Improving Autonomous Driving Planning with Closed-loop Weighted Empirical Risk Minimization

Imitation Learning (IL), and especially Behavioral Cloning (BC) are widely used today for many tasks. BC is of especial interest because it can take advantage of the supervised learning properties such as sample complexity and learning from historical data (demonstrations). Behavioral Cloning (BC), however, still face fundamental challenges

One of the main issues of BC that is often overlooked, especially in policies trained for autonomous vehicles (AVs) is the mismatch between the training and inference-time distributions. Usually, BC policies are trained in an open-loop fashion, predicting the next action given the immediate previous action and optionally conditioned on recent past actions. This is quite different than the way that these policies are evaluated and deployed. During test time, the policy is used not only to predict an action, but this action is also execute in the simulated or real-world environment and impacts the next state. This difference is explained in the image below:

When executed in real-world (or even in a simulated environment), small predictions errors can drive covariate shift and make the network predict in an out-of-distribution regime. In the animation below we can see an example of a policy that starts to diverge and is unable to recover:

If we imagine a State-Action manifold (SxA) like in the figure below, we can see how the state-action datapoints start to diverge from the data that the model was trained on:

In this work, we address the mismatch between training and inference mentioned above through the development of a simple training principle. Using a closed-loop simulator, we first identify and then reweight samples that are important for the closed-loop performance of the policy. We call this approach **CW-ERM** (Closed-loop Weighted Empirical Risk Minimization), since we use Weighted ERM

Contributions

- We motivate and propose Closed-loop Weighted Empirical Risk Minimization (CW-ERM), a technique that leverages closed-loop evaluation metrics acquired from policy rollouts in a simulator to debias the policy network and reduce the distributional differences between training (open-loop) and inference time (closed-loop);
- We evaluate CW-ERM experimentally on a challenging urban driving dataset in a closed-loop fashion to show that our method, although simple to implement, yields significant improvements in closed-loop performance without requiring complex and computationally expensive closed-loop training methods;
- We also show an important connection of our method to a family of methods that addresses covariate shift through density ratio estimation.

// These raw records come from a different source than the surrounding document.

//! In-memory type model.
//!
//! A [`TypeModel`] is a self-contained [`MetadataProvider`] built from
//! registered type specs. Hosts without a live type system can describe one
//! up front; tests use it as their fixture substrate.

use rustc_hash::FxHashMap;

use crate::flags::MemberFlags;
use crate::ids::{MemberId, TypeId};
use crate::provider::MetadataProvider;
use crate::raw::{MetadataTag, RawConstructor, RawField, RawMethod, RawType};

/// An immutable, queryable model of a type hierarchy.
#[derive(Debug, Default)]
pub struct TypeModel {
    types: FxHashMap<TypeId, RawType>,
    fields: FxHashMap<TypeId, Vec<RawField>>,
    methods: FxHashMap<TypeId, Vec<RawMethod>>,
    constructors: FxHashMap<TypeId, Vec<RawConstructor>>,
    nested: FxHashMap<TypeId, Vec<TypeId>>,
    parents: FxHashMap<TypeId, TypeId>,
}

impl TypeModel {
    /// Create a new model builder.
    pub fn builder() -> ModelBuilder {
        ModelBuilder {
            model: TypeModel::default(),
            next_member: 0,
        }
    }

    /// Number of registered types.
    pub fn type_count(&self) -> usize {
        self.types.len()
    }
}

impl MetadataProvider for TypeModel {
    fn describe_type(&self, ty: TypeId) -> Option<RawType> {
        self.types.get(&ty).cloned()
    }

    fn declared_fields(&self, ty: TypeId) -> Vec<RawField> {
        self.fields.get(&ty).cloned().unwrap_or_default()
    }

    fn declared_methods(&self, ty: TypeId) -> Vec<RawMethod> {
        self.methods.get(&ty).cloned().unwrap_or_default()
    }

    fn declared_constructors(&self, ty: TypeId) -> Vec<RawConstructor> {
        self.constructors.get(&ty).cloned().unwrap_or_default()
    }

    fn declared_nested_types(&self, ty: TypeId) -> Vec<TypeId> {
        self.nested.get(&ty).cloned().unwrap_or_default()
    }

    fn ancestor_of(&self, ty: TypeId) -> Option<TypeId> {
        self.parents.get(&ty).copied()
    }

    fn is_assignable(&self, target: TypeId, candidate: TypeId) -> bool {
        if target == candidate {
            return true;
        }
        let Some(raw) = self.types.get(&candidate) else {
            return false;
        };
        // Bare primitives are only assignable to themselves.
        if raw.is_primitive {
            return false;
        }
        let mut current = candidate;
        while let Some(&parent) = self.parents.get(&current) {
            if parent == target {
                return true;
            }
            current = parent;
        }
        false
    }
}

/// Builder registering type specs into a [`TypeModel`].
///
/// Member ids are assigned sequentially at registration time.
pub struct ModelBuilder {
    model: TypeModel,
    next_member: u64,
}

impl ModelBuilder {
    /// Register a type spec.
    pub fn register(mut self, spec: TypeSpec) -> Self {
        let ty = spec.raw.id;
        let type_name = spec.raw.name.clone();

        if let Some(parent) = spec.extends {
            self.model.parents.insert(ty, parent);
        }

        let fields = spec
            .fields
            .into_iter()
            .map(|f| RawField {
                id: self.alloc(),
                declaring_type: ty,
                name: f.name,
                flags: f.flags,
                synthetic: f.synthetic,
                tags: f.tags,
                value_type: f.value_type,
            })
            .collect();

        let methods = spec
            .methods
            .into_iter()
            .map(|m| RawMethod {
                id: self.alloc(),
                declaring_type: ty,
                name: m.name,
                flags: m.flags,
                synthetic: m.synthetic,
                tags: m.tags,
                params: m.params,
                throws: m.throws,
                result: m.result,
            })
            .collect();

        let constructors = spec
            .constructors
            .into_iter()
            .map(|c| RawConstructor {
                id: self.alloc(),
                declaring_type: ty,
                name: type_name.clone(),
                flags: c.flags,
                synthetic: c.synthetic,
                tags: c.tags,
                params: c.params,
                throws: c.throws,
            })
            .collect();

        self.model.fields.insert(ty, fields);
        self.model.methods.insert(ty, methods);
        self.model.constructors.insert(ty, constructors);
        self.model.nested.insert(ty, spec.nested);
        self.model.types.insert(ty, spec.raw);
        self
    }

    /// Freeze the builder into a model.
    pub fn build(self) -> TypeModel {
        self.model
    }

    fn alloc(&mut self) -> MemberId {
        let id = MemberId::new(self.next_member);
        self.next_member += 1;
        id
    }
}

/// Specification of a single type.
#[derive(Debug)]
pub struct TypeSpec {
    raw: RawType,
    extends: Option<TypeId>,
    nested: Vec<TypeId>,
    fields: Vec<FieldSpec>,
    methods: Vec<MethodSpec>,
    constructors: Vec<ConstructorSpec>,
}

impl TypeSpec {
    /// Create a spec for a type with the given identity and name.
    pub fn new(id: TypeId, name: impl Into<String>) -> Self {
        Self {
            raw: RawType {
                id,
                name: name.into(),
                flags: MemberFlags::PUBLIC,
                synthetic: false,
                tags: Vec::new(),
                declaring_type: None,
                is_array: false,
                is_enum: false,
                is_primitive: false,
                component: None,
                boxed: None,
            },
            extends: None,
            nested: Vec::new(),
            fields: Vec::new(),
            methods: Vec::new(),
            constructors: Vec::new(),
        }
    }

    /// Set the parent type.
    pub fn extends(mut self, parent: TypeId) -> Self {
        self.extends = Some(parent);
        self
    }

    /// Replace the behavioral flags.
    pub fn flags(mut self, flags: MemberFlags) -> Self {
        self.raw.flags = flags;
        self
    }

    /// Mark the type as synthetic.
    pub fn synthetic(mut self) -> Self {
        self.raw.synthetic = true;
        self
    }

    /// Attach a metadata tag.
    pub fn tag(mut self, tag: MetadataTag) -> Self {
        self.raw.tags.push(tag);
        self
    }

    /// Mark the type as declared inside another type.
    pub fn declared_in(mut self, outer: TypeId) -> Self {
        self.raw.declaring_type = Some(outer);
        self
    }

    /// Mark the type as a primitive with the given boxed counterpart.
    pub fn primitive(mut self, boxed: TypeId) -> Self {
        self.raw.is_primitive = true;
        self.raw.boxed = Some(boxed);
        self
    }

    /// Mark the type as an array of the given component type.
    pub fn array_of(mut self, component: TypeId) -> Self {
        self.raw.is_array = true;
        self.raw.component = Some(component);
        self
    }

    /// Mark the type as an enum.
    pub fn enumeration(mut self) -> Self {
        self.raw.is_enum = true;
        self
    }

    /// Declare a nested type.
    pub fn nested(mut self, ty: TypeId) -> Self {
        self.nested.push(ty);
        self
    }

    /// Declare a field.
    pub fn field(mut self, field: FieldSpec) -> Self {
        self.fields.push(field);
        self
    }

    /// Declare a method.
    pub fn method(mut self, method: MethodSpec) -> Self {
        self.methods.push(method);
        self
    }

    /// Declare a constructor.
    pub fn constructor(mut self, constructor: ConstructorSpec) -> Self {
        self.constructors.push(constructor);
        self
    }
}

/// Specification of a field.
#[derive(Debug)]
pub struct FieldSpec {
    name: String,
    value_type: TypeId,
    flags: MemberFlags,
    synthetic: bool,
    tags: Vec<MetadataTag>,
}

impl FieldSpec {
    /// Create a public field spec.
    pub fn new(name: impl Into<String>, value_type: TypeId) -> Self {
        Self {
            name: name.into(),
            value_type,
            flags: MemberFlags::PUBLIC,
            synthetic: false,
            tags: Vec::new(),
        }
    }

    /// Replace the behavioral flags.
    pub fn flags(mut self, flags: MemberFlags) -> Self {
        self.flags = flags;
        self
    }

    /// Mark the field as synthetic.
    pub fn synthetic(mut self) -> Self {
        self.synthetic = true;
        self
    }

    /// Attach a metadata tag.
    pub fn tag(mut self, tag: MetadataTag) -> Self {
        self.tags.push(tag);
        self
    }
}

/// Specification of a method.
#[derive(Debug)]
pub struct MethodSpec {
    name: String,
    result: TypeId,
    params: Vec<TypeId>,
    throws: Vec<TypeId>,
    flags: MemberFlags,
    synthetic: bool,
    tags: Vec<MetadataTag>,
}

impl MethodSpec {
    /// Create a public method spec with the given result type.
    pub fn new(name: impl Into<String>, result: TypeId) -> Self {
        Self {
            name: name.into(),
            result,
            params: Vec::new(),
            throws: Vec::new(),
            flags: MemberFlags::PUBLIC,
            synthetic: false,
            tags: Vec::new(),
        }
    }

    /// Append a parameter type.
    pub fn param(mut self, ty: TypeId) -> Self {
        self.params.push(ty);
        self
    }

    /// Append a declared-thrown type.
    pub fn throws(mut self, ty: TypeId) -> Self {
        self.throws.push(ty);
        self
    }

    /// Replace the behavioral flags.
    pub fn flags(mut self, flags: MemberFlags) -> Self {
        self.flags = flags;
        self
    }

    /// Mark the method as synthetic.
    pub fn synthetic(mut self) -> Self {
        self.synthetic = true;
        self
    }

    /// Attach a metadata tag.
    pub fn tag(mut self, tag: MetadataTag) -> Self {
        self.tags.push(tag);
        self
    }
}

/// Specification of a constructor.
#[derive(Debug)]
pub struct ConstructorSpec {
    params: Vec<TypeId>,
    throws: Vec<TypeId>,
    flags: MemberFlags,
    synthetic: bool,
    tags: Vec<MetadataTag>,
}

impl Default for ConstructorSpec {
    fn default() -> Self {
        Self::new()
    }
}

impl ConstructorSpec {
    /// Create a public constructor spec.
    pub fn new() -> Self {
        Self {
            params: Vec::new(),
            throws: Vec::new(),
            flags: MemberFlags::PUBLIC,
            synthetic: false,
            tags: Vec::new(),
        }
    }

    /// Append a parameter type.
    pub fn param(mut self, ty: TypeId) -> Self {
        self.params.push(ty);
        self
    }

    /// Append a declared-thrown type.
    pub fn throws(mut self, ty: TypeId) -> Self {
        self.throws.push(ty);
        self
    }

    /// Replace the behavioral flags.
    pub fn flags(mut self, flags: MemberFlags) -> Self {
        self.flags = flags;
        self
    }

    /// Mark the constructor as synthetic.
    pub fn synthetic(mut self) -> Self {
        self.synthetic = true;
        self
    }

    /// Attach a metadata tag.
    pub fn tag(mut self, tag: MetadataTag) -> Self {
        self.tags.push(tag);
        self
    }
}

The traditional formulation of supervised learning for imitation learning, also called behavioral cloning (BC), can be formulated as finding the policy \(\hat{\pi}_{BC}\):

\[\DeclareMathOperator*{\argmax}{argmax} \DeclareMathOperator*{\argmin}{argmin} \begin{align} \label{eqn:bc-erm} \hat{\pi}_{BC} = \argmin_{\pi \in \Pi} \mathbb{E}_{s \sim d_{\pi^*}, a \sim \pi^*(s)}[\ell(s,a,\pi)] \end{align}\]where the state $s$ is sampled from the expert state distribution \(d_{\pi^*}\) induced when following the expert policy \(\pi^*\). Actions $a$ are sampled from the expert policy \(\pi^*(s)\). The loss \(\ell\) is also known as the surrogate loss that will find the policy \(\hat{\pi}_{BC}\) that best mimics the unknown expert policy \(\pi^*(s)\). In practice, we only observe a finite set of state-action pairs \({(s_i, a^*_i)}_{i=1}^m\), so the optimization is only approximate and we then follow the Empirical Risk Minimization (ERM) principle to find the policy \(\pi\) from the policy class \(\Pi\).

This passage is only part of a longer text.